Diario de un viejo loco, Tanizaki

Mientras se muere, el viejo se nos enamora. O su cabeza ha enloquecido y enamorarse es la válvula de escape. Quizás la experiencia del amor se debe a esa lógica irracional, a ese  lúcido brote demente, tan encontradizo, tan zen, en la ancianidad que es ya una muerte esponjosa, supurante y sorda. 

Tokusuke Utsugi, el viejo, patriarca y buen burgués, con reformas, viajes a Kioto para elegir emplazamiento y lápida, esposa de adorno y una ya casi póstuma curiosidad carnal, ha implosionado, se ha roto hacia dentro. Con sus vértebras resbaladizas, sus arterias quejumbrosas y su brazo destartalado y más fuera ya que dentro, dedica los últimos días a la lenta caligrafía de su diario y a paladear las migajas que recoge de Satsuko, nuera poco convencional, antigua cabaretera, flâneuse de finos pies, autoridad a la sombra de ese patriarcado formal que rinde los últimos honores al viejo loco enamorado.

Satsuko se demora en este thriller erótico, saboreando la miel que recoge en atenciones, favores y regalos, y torturando de paso a este hombrecillo casi octogenario obsesionado por conseguir un «beso de verdad» de la boca de su nuera. La ducha es el escenario de este petting generacional entre suegro y nuera, todo en familia, mientras suegra e hijo consuman su progresiva transformación en meros abalorios en la vida del viejo Utsugi, quien niega dinero a su hija para regalarle joyas a Satsuko.

Este diario íntimo nos revela la psique convertida en objeto de observación y de experimentación. El propio Utsugi va registrando las reacciones psicológicas y físicas ante los estímulos que le rodean. La vejez, la ancianidad, el amor, un cuerpo achacoso, en descomposición, colonizado por un deseo intenso, lancinante, por punzadas de instinto mutilado (Utsugi confiesa en varios momentos su impotencia) y una flamante inclinación al mal. En los accesos de dolor más intensos, el viejo está ideando las argucias para que Satsuko lo premie/consuele con ese ansiado beso de verdad.

La cercanía de la muerte y la cercanía de la belleza son un combo que amplifica el sonido del cuerpo roto de Utsugi, que quiere cegarse con un tapón rosado, la piel tersa de Satsuko, que necesita correr el riesgo de que esa vena se infle como un globo de infancia y salga volando por el cielo. A la vejez, viruelas. El placer vicario, un placer más mental que físico, placer que es más intenso cuanto más inmoral, en un mundo que está a punto de echar el telón, qué mejor que pulirse las rentas y comprar un lengüetazo a la pantorrilla, al tobillo, a esos tres dedos del pie de Satsuko atorándole la boca. Los dedos de Satsuko, nuera, en la boca de Utsugi, suegro. Mercadeo de pequeñas concesiones corporales para alargar una vida dolorida o extinguirla felizmente.

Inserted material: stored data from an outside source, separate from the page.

//! Color representation with WCAG contrast calculations.

use serde::{Deserialize, Serialize};

/// RGBA color with values in the range [0.0, 1.0].
#[derive(Debug, Clone, Copy, PartialEq, Serialize, Deserialize)]
pub struct Color {
    /// Red component [0.0, 1.0]
    pub r: f32,
    /// Green component [0.0, 1.0]
    pub g: f32,
    /// Blue component [0.0, 1.0]
    pub b: f32,
    /// Alpha component [0.0, 1.0]
    pub a: f32,
}

impl Color {
    /// Create a new color, clamping values to [0.0, 1.0].
    #[must_use]
    pub fn new(r: f32, g: f32, b: f32, a: f32) -> Self {
        Self {
            r: r.clamp(0.0, 1.0),
            g: g.clamp(0.0, 1.0),
            b: b.clamp(0.0, 1.0),
            a: a.clamp(0.0, 1.0),
        }
    }

    /// Create an opaque color from RGB values.
    #[must_use]
    pub fn rgb(r: f32, g: f32, b: f32) -> Self {
        Self::new(r, g, b, 1.0)
    }

    /// Parse a hex color string (e.g., "#ff0000" or "ff0000").
    ///
    /// Supports 6-character RGB and 8-character RGBA formats.
    ///
    /// # Errors
    ///
    /// Returns an error if the string is not a valid hex color.
    pub fn from_hex(hex: &str) -> Result<Self, ColorParseError> {
        let hex = hex.trim_start_matches('#');

        let channel = |range: std::ops::Range<usize>| {
            u8::from_str_radix(&hex[range], 16)
                .map(|v| f32::from(v) / 255.0)
                .map_err(|_| ColorParseError::InvalidHex)
        };

        match hex.len() {
            6 => Ok(Self::rgb(channel(0..2)?, channel(2..4)?, channel(4..6)?)),
            8 => Ok(Self::new(
                channel(0..2)?,
                channel(2..4)?,
                channel(4..6)?,
                channel(6..8)?,
            )),
            _ => Err(ColorParseError::InvalidLength),
        }
    }

    /// Convert to hex string (RGB only).
    #[must_use]
    pub fn to_hex(&self) -> String {
        format!(
            "#{:02x}{:02x}{:02x}",
            (self.r * 255.0).round() as u8,
            (self.g * 255.0).round() as u8,
            (self.b * 255.0).round() as u8
        )
    }

    /// Calculate relative luminance per WCAG 2.1.
    ///
    /// See: <https://www.w3.org/TR/WCAG21/#dfn-relative-luminance>
    #[must_use]
    pub fn relative_luminance(&self) -> f32 {
        let r = Self::linearize(self.r);
        let g = Self::linearize(self.g);
        let b = Self::linearize(self.b);

        0.2126 * r + 0.7152 * g + 0.0722 * b
    }

    /// Calculate contrast ratio between two colors per WCAG 2.1.
    ///
    /// Returns a value between 1.0 (no contrast) and 21.0 (maximum contrast).
    #[must_use]
    pub fn contrast_ratio(&self, other: &Self) -> f32 {
        let l1 = self.relative_luminance();
        let l2 = other.relative_luminance();

        let (lighter, darker) = if l1 > l2 { (l1, l2) } else { (l2, l1) };

        (lighter + 0.05) / (darker + 0.05)
    }

    /// Linear interpolation between two colors.
    #[must_use]
    pub fn lerp(&self, other: &Self, t: f32) -> Self {
        let t = t.clamp(0.0, 1.0);
        Self::new(
            self.r + (other.r - self.r) * t,
            self.g + (other.g - self.g) * t,
            self.b + (other.b - self.b) * t,
            self.a + (other.a - self.a) * t,
        )
    }

    /// Linearize sRGB component for luminance calculation.
    fn linearize(c: f32) -> f32 {
        if c <= 0.04045 {
            c / 12.92
        } else {
            ((c + 0.055) / 1.055).powf(2.4)
        }
    }

    // Common colors
    /// Black color
    pub const BLACK: Self = Self {
        r: 0.0,
        g: 0.0,
        b: 0.0,
        a: 1.0,
    };
    /// White color
    pub const WHITE: Self = Self {
        r: 1.0,
        g: 1.0,
        b: 1.0,
        a: 1.0,
    };
    /// Medium gray (#888888)
    pub const GRAY: Self = Self {
        r: 136.0 / 255.0,
        g: 136.0 / 255.0,
        b: 136.0 / 255.0,
        a: 1.0,
    };
    /// Light gray (#cccccc)
    pub const LIGHT_GRAY: Self = Self {
        r: 204.0 / 255.0,
        g: 204.0 / 255.0,
        b: 204.0 / 255.0,
        a: 1.0,
    };
    /// Transparent color
    pub const TRANSPARENT: Self = Self {
        r: 0.0,
        g: 0.0,
        b: 0.0,
        a: 0.0,
    };
}

impl Default for Color {
    fn default() -> Self {
        Self::BLACK
    }
}

/// Error type for color parsing.
#[derive(Debug, Clone, PartialEq, Eq)]
pub enum ColorParseError {
    /// Invalid hex characters
    InvalidHex,
    /// Invalid string length
    InvalidLength,
}

impl std::fmt::Display for ColorParseError {
    fn fmt(&self, f: &mut std::fmt::Formatter<'_>) -> std::fmt::Result {
        match self {
            Self::InvalidHex => write!(f, "invalid hex characters"),
            Self::InvalidLength => write!(f, "invalid hex string length (expected 6 or 8)"),
        }
    }
}

impl std::error::Error for ColorParseError {}
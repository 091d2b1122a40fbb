//! Animated on/off switch widget.
//!
//! A tap (or programmatic [`Switch::toggle`]) slides the thumb to the other
//! resting position over a fixed-duration timeline; the new status commits
//! and the registered listener fires only when the slide completes. Taps that
//! land while a slide is in flight are ignored.

use crate::style::SwitchStyle;
use flick_core::widget::LayoutResult;
use flick_core::{
    AccessibleRole, Animated, Canvas, Constraints, Event, Point, Rect, Size, TextStyle, Timeline,
    TypeId, Widget, WidgetId,
};
use std::fmt;

/// Fixed track width in pixels.
const TRACK_WIDTH: f32 = 200.0;
/// Fixed track height in pixels.
const TRACK_HEIGHT: f32 = 100.0;
/// Thumb radius; the thumb spans the full track height.
const THUMB_RADIUS: f32 = TRACK_HEIGHT / 2.0;
/// Horizontal distance between the two resting thumb centers.
const TRAVEL: f32 = TRACK_WIDTH - 2.0 * THUMB_RADIUS;
/// Slide duration in seconds.
const SLIDE_DURATION: f64 = 0.2;
/// Label size is 2/5 of the track height.
const LABEL_SIZE: f32 = TRACK_HEIGHT * 2.0 / 5.0;

/// Committed state of a switch.
#[derive(Debug, Clone, Copy, PartialEq, Eq)]
pub enum Status {
    /// Switch is on
    On,
    /// Switch is off
    Off,
}

impl Status {
    /// Whether this status is [`Status::On`].
    #[must_use]
    pub const fn is_on(self) -> bool {
        matches!(self, Self::On)
    }

    /// The opposite status.
    #[must_use]
    pub const fn toggled(self) -> Self {
        match self {
            Self::On => Self::Off,
            Self::Off => Self::On,
        }
    }
}

/// Notification delivered when a slide completes and the status commits.
#[derive(Debug, Clone, Copy, PartialEq, Eq)]
pub struct SwitchChanged {
    /// The switch that changed
    pub widget: WidgetId,
    /// The committed state
    pub on: bool,
}

/// Listener invoked once per completed toggle, after the status commits.
type ChangeListener = Box<dyn FnMut(SwitchChanged)>;

/// Thumb motion state.
///
/// A slide always knows its target, so an animation without a destination is
/// unrepresentable. The committed status lives outside, on the widget.
#[derive(Debug, Clone, PartialEq)]
enum Motion {
    /// Thumb at rest
    Idle,
    /// Thumb sliding toward `target`
    Sliding {
        /// Status the slide commits on completion
        target: Status,
        /// Thumb center x when the slide started
        start_x: f32,
        /// Progress timeline
        timeline: Timeline,
    },
}

/// Animated on/off switch widget (fixed 200x100 track).
pub struct Switch {
    id: WidgetId,
    style: SwitchStyle,
    status: Status,
    motion: Motion,
    /// Thumb center x in track-local coordinates
    thumb_x: f32,
    /// Label baseline origin in track-local coordinates
    label_origin: Point,
    bounds: Rect,
    listener: Option<ChangeListener>,
}

impl Default for Switch {
    fn default() -> Self {
        Self::new()
    }
}

impl fmt::Debug for Switch {
    fn fmt(&self, f: &mut fmt::Formatter<'_>) -> fmt::Result {
        f.debug_struct("Switch")
            .field("id", &self.id)
            .field("status", &self.status)
            .field("motion", &self.motion)
            .field("thumb_x", &self.thumb_x)
            .field("bounds", &self.bounds)
            .field("listener", &self.listener.is_some())
            .finish_non_exhaustive()
    }
}

impl Switch {
    /// Create a switch with the default style, off and at rest.
    #[must_use]
    pub fn new() -> Self {
        Self::with_style(SwitchStyle::default())
    }

    /// Create a switch with the given style, off and at rest.
    #[must_use]
    pub fn with_style(style: SwitchStyle) -> Self {
        let mut switch = Self {
            id: WidgetId::new(0),
            style,
            status: Status::Off,
            motion: Motion::Idle,
            thumb_x: Self::resting_x(Status::Off),
            label_origin: Point::ORIGIN,
            bounds: Rect::default(),
            listener: None,
        };
        switch.relayout_label();
        switch
    }

    /// Set the widget identifier reported in [`SwitchChanged`].
    #[must_use]
    pub fn id(mut self, id: WidgetId) -> Self {
        self.id = id;
        self
    }

    /// Set the initial state without animating.
    #[must_use]
    pub fn on(mut self, on: bool) -> Self {
        self.set_on(on);
        self
    }

    /// Register the change listener, replacing any previous registration.
    pub fn on_checked_change<F>(&mut self, listener: F)
    where
        F: FnMut(SwitchChanged) + 'static,
    {
        self.listener = Some(Box::new(listener));
    }

    /// Get the committed state.
    #[must_use]
    pub const fn is_on(&self) -> bool {
        self.status.is_on()
    }

    /// Get the committed status.
    #[must_use]
    pub const fn status(&self) -> Status {
        self.status
    }

    /// Get the style.
    #[must_use]
    pub const fn style(&self) -> &SwitchStyle {
        &self.style
    }

    /// Thumb center x in track-local coordinates.
    #[must_use]
    pub const fn thumb_position(&self) -> f32 {
        self.thumb_x
    }

    /// Start an animated toggle. Returns whether a slide started; a request
    /// made while a slide is in flight is ignored.
    pub fn toggle(&mut self) -> bool {
        if self.motion != Motion::Idle {
            return false;
        }
        self.motion = Motion::Sliding {
            target: self.status.toggled(),
            start_x: self.thumb_x,
            timeline: Timeline::new(SLIDE_DURATION),
        };
        true
    }

    /// Snap to a state without animating and without notifying the listener.
    ///
    /// Cancels any slide in flight; the host uses this for external resets
    /// and when detaching a mid-slide widget.
    pub fn set_on(&mut self, on: bool) {
        self.motion = Motion::Idle;
        self.status = if on { Status::On } else { Status::Off };
        self.thumb_x = Self::resting_x(self.status);
        self.relayout_label();
    }

    /// Resting thumb center for a status.
    const fn resting_x(status: Status) -> f32 {
        match status {
            Status::On => TRACK_WIDTH - THUMB_RADIUS,
            Status::Off => THUMB_RADIUS,
        }
    }

    /// Label for the committed status.
    fn label(&self) -> &str {
        match self.status {
            Status::On => &self.style.on_label,
            Status::Off => &self.style.off_label,
        }
    }

    fn label_style(&self) -> TextStyle {
        TextStyle {
            size: LABEL_SIZE,
            color: self.style.text,
            ..Default::default()
        }
    }

    /// Recompute the label baseline origin for the committed status.
    ///
    /// The label is centered in the track half opposite the thumb: the left
    /// half when on (thumb right), the right half when off. Idempotent for an
    /// unchanged status.
    fn relayout_label(&mut self) {
        let text_size = self.label_style().measure(self.label());
        let half = TRACK_WIDTH - 2.0 * THUMB_RADIUS;
        let x = match self.status {
            Status::On => (half - text_size.width) / 2.0,
            Status::Off => 2.0 * THUMB_RADIUS + (half - text_size.width) / 2.0,
        };
        let y = (TRACK_HEIGHT + text_size.height) / 2.0;
        self.label_origin = Point::new(x, y);
    }
}

impl Widget for Switch {
    fn type_id(&self) -> TypeId {
        TypeId::of::<Self>()
    }

    fn measure(&self, constraints: Constraints) -> Size {
        constraints.resolve(Size::new(TRACK_WIDTH, TRACK_HEIGHT))
    }

    fn layout(&mut self, bounds: Rect) -> LayoutResult {
        self.bounds = bounds;
        LayoutResult {
            size: bounds.size(),
        }
    }

    fn paint(&self, canvas: &mut dyn Canvas) {
        let origin = self.bounds.origin();

        let track = Rect::new(origin.x, origin.y, TRACK_WIDTH, TRACK_HEIGHT);
        canvas.fill_rounded_rect(track, TRACK_HEIGHT / 2.0, self.style.background);

        let thumb_center = Point::new(origin.x + self.thumb_x, origin.y + THUMB_RADIUS);
        canvas.fill_circle(thumb_center, THUMB_RADIUS, self.style.thumb);

        // The label would collide with the moving thumb; hide it mid-slide.
        if self.motion == Motion::Idle {
            canvas.draw_text(
                self.label(),
                origin + self.label_origin,
                &self.label_style(),
            );
        }
    }

    fn event(&mut self, event: &Event) -> bool {
        if let Some(position) = event.press_position() {
            if self.bounds.contains_point(&position) {
                self.toggle();
            }
        }
        // Pointer events are consumed whether or not they started a slide.
        true
    }

    fn is_interactive(&self) -> bool {
        true
    }

    fn is_focusable(&self) -> bool {
        true
    }

    fn accessible_name(&self) -> Option<&str> {
        Some(self.label())
    }

    fn accessible_role(&self) -> AccessibleRole {
        AccessibleRole::Switch
    }

    fn bounds(&self) -> Rect {
        self.bounds
    }
}

impl Animated for Switch {
    fn tick(&mut self, dt: f64) -> bool {
        let Motion::Sliding {
            target,
            start_x,
            ref mut timeline,
        } = self.motion
        else {
            return false;
        };

        timeline.update(dt);
        let eased = timeline.eased() as f32;
        let finished = timeline.is_complete();

        let displacement = if target.is_on() {
            TRAVEL * eased
        } else {
            -(TRAVEL * eased)
        };
        self.thumb_x = start_x + displacement;

        if finished {
            // Land exactly on the resting position, never an interpolant.
            self.thumb_x = Self::resting_x(target);
            self.status = target;
            self.motion = Motion::Idle;
            self.relayout_label();
            let changed = SwitchChanged {
                widget: self.id,
                on: self.status.is_on(),
            };
            if let Some(listener) = self.listener.as_mut() {
                listener(changed);
            }
        }
        true
    }

    fn is_animating(&self) -> bool {
        matches!(self.motion, Motion::Sliding { .. })
    }
}
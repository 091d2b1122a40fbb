//! Core types and traits for the Flick widget toolkit.
//!
//! This crate provides the seam between a widget and the host GUI framework:
//! - Geometric primitives: [`Point`], [`Size`], [`Rect`], [`CornerRadius`]
//! - Color representation: [`Color`] with WCAG contrast calculations
//! - Layout constraints: [`Constraints`] with per-axis resolution
//! - Pointer input events: [`Event`]
//! - Time-driven animation: [`Easing`], [`Timeline`], [`Animated`]
//! - The widget lifecycle: [`Widget`], [`Canvas`], [`draw::DrawCommand`]
//! - A recording backend for tests and serialization: [`RecordingCanvas`]
//!
//! Everything runs on the single thread that owns the widget tree; the host
//! drives the lifecycle (measure, layout, paint, event, tick) and nothing
//! here blocks or spawns.

mod animation;
mod canvas;
mod color;
mod constraints;
pub mod draw;
mod event;
mod geometry;
pub mod widget;

pub use animation::{Animated, Easing, Timeline};
pub use canvas::RecordingCanvas;
pub use color::{Color, ColorParseError};
pub use constraints::Constraints;
pub use event::{Event, MouseButton, TouchId};
pub use geometry::{CornerRadius, Point, Rect, Size};
pub use widget::{
    AccessibleRole, Canvas, FontStyle, FontWeight, LayoutResult, TextStyle, TypeId, Widget,
    WidgetId,
};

Vejez y sexo, erotismo transgresor, sexualidad mutilada. Castración que deja aberturas, respiraderos hondos por donde sopla un aire de obsesión. Enseguida surge el dilema: ¿hasta qué punto la vida es digna? Del sufrimiento físico a la incapacitación casi total pasando por la prohibición médica de escribir en el diario, ¿qué queda de uno? El único asidero es ese deseo sexual anormal, con tintes compulsivos y repulsivos, vivificante y autodestructivo, a más dolor más gozo. Y ese perspectivismo final que invita al lector a la sospecha de que el viejo Utsugi está asistiendo a una orquestación, maquillada de estupor familiar, que trata tal vez de contentar al enfermo para alargarle la vida

Cuestionar los límites entre la locura y la lucidez es una de las interrogantes que nos plantea Tanizaki. Otra, cómo congeniar la oscuridad de las pulsiones con la claridad de las estructuras sociales y familiares. Dónde ubicar la depravación cuando tiene un diagnóstico, incluso una prescripción médica. No será la vida, nos pregunta Utsugi, una escenificación de esta locura en la que el dramaturgo, un nietzscheano diletante, invirtió los valores y ahora no sabemos qué sabemos de verdad. Aquí el filósofo alemán en La gaya ciencia: «¿No caemos sin cesar? ¿No caemos hacia adelante, hacia atrás, en todas direcciones? ¿Hay todavía un arriba y un abajo? ¿Flotamos en una nada infinita? ¿Nos persigue el vacío [...]? ¿No hace más frío? ¿No veis de continuo acercarse la noche, cada vez más cerrada?» Lo que sabemos es lo que queda, y lo que nos queda es el recuerdo literario, incluso cinematográfico, de nuestro sádico querible, que cava belleza donde otros apartan mugre.